Most specifically, we quickly ran into a problem with Facebook uptime. Since the like button is essentially implemented via a cross-domain iframe, there is little information you can gather, and little you can do with JavaScript to try to watch things unfold. Things have certainly gotten better since the early days of the Like Button. Load times are better, and the entire Facebook infrastructure feels just a little more stable, though you might say that we felt that way as well the first time Facebook went down and left ugly error messages in the middle of many of our high-profile clients’ pages.

It was actually fairly interesting going around the internet the day that Facebook was down for a long period of time. I believe the issue ended up being a configuration failure, and Akamai was returning server errors, though I’m not sure they ever officially said anything. I do know that instead of Like Buttons showing up on pages, boxes containing big, bold, “service unavailable” messages were being injected all over the place.

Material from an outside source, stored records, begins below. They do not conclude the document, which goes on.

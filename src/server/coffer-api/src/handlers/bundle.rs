//! `GET /config.js`.

use std::sync::Arc;

use axum::extract::State;
use axum::http::header;
use axum::response::IntoResponse;
use tracing::error;

use crate::{ApiError, AppState};

/// MIME type the extension expects for the bundle.
pub const JAVASCRIPT_CONTENT_TYPE: &str = "application/javascript";

/// Serves the prebuilt bundle byte-for-byte.
///
/// The file is read on every request so a rebuild is visible without a
/// restart.
pub async fn get_bundle(State(state): State<Arc<AppState>>) -> Result<impl IntoResponse, ApiError> {
    let bytes = tokio::fs::read(&state.bundle_path).await.map_err(|e| {
        error!(path = %state.bundle_path.display(), error = %e, "Failed to read configuration bundle");
        ApiError::BundleUnavailable
    })?;

    Ok(([(header::CONTENT_TYPE, JAVASCRIPT_CONTENT_TYPE)], bytes))
}
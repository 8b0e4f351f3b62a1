//! Graceful shutdown trigger.

use std::future::Future;

/// Resolves once `signal` fires.
///
/// If the signal handler cannot be installed the error is logged and this
/// never resolves, so the server keeps running instead of exiting at once.
pub async fn wait_for<F>(signal: F)
where
    F: Future<Output = std::io::Result<()>>,
{
    if let Err(e) = signal.await {
        tracing::error!(error = %e, "Failed to listen for shutdown signal, continuing without it");
        std::future::pending::<()>().await;
    }
    tracing::info!("Shutting down...");
}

This occurred on big and small sites alike, and there seemed to be nothing we could do about it. Well, as a company that serves as high quality, and as high quantity of customers as we do, it behooved us to try and figure out a way to let something like this fail more gracefully. So a meeting was born. I’m sorry to say to all the meeting-haters that a solution was also born that day too. One that I’m quite fond of.

We went through some of the code for the asynchronous injection of the FB Like Button. It seemed as if a URL was built, an iframe was injected, and then a size was chosen. Even though Facebook was down, people using the Asynchronous ‘injection’ version of the Like Button were still mostly affected. This is because this file is highly cached, and very popular. As long as someone had visited any site with Facebook integration (there are a few…), the script was likely cached and running regardless of the actual server status. Then, when the script finally decided to load in actual data, the iframe that it injected was filled with the resulting error.

This meant that we had to rely on things that we knew didn’t have to phone home to Facebook, or rather, that if something odd happened after phoning home to Facebook, then we’d know we’re on the right track. We took a look at the events that the Facebook SDK would fire and noticed that there was an event that happened directly after the iframe was injected into the site. There was also code that followed it to determine the correct height for the widget. So all we had to was set the initial height to 0 after the iframe was injected, and then allow the FB to set the correct height afterwards.

This worked great. If the inner-page of the FB Like iFrame never loaded the javascript that determined the height of itself (like when the server returns error messages instead of markup and code), then it could never relay the correct information to resize its height to the correct proportion. This meant that we could effectively hide the Like Button until we could guarantee that the server had responded with working code.

Here’s the snippet we used:

FB.Event.subscribe('xfbml.render', function(response) { jQuery('iframe#theFacebookIframe').css({ 'height' : '0' }); });

Again, this stops the Like button from ever appearing if the Facebook servers are down. It’s a nice solution for a problem that rarely happens, but is important to handle well when it does. I’d encourage you to consider not only third party security, but also third party uptime when talking to providers. Facebook, while extremely useful, has had a tendency to go under as soon as you think they won’t again. Your clients don’t end up caring why there are error messages on their pages, so it’s the duty of the league of implementors to tackle problems like this one, and make sure that none of their clients have issues.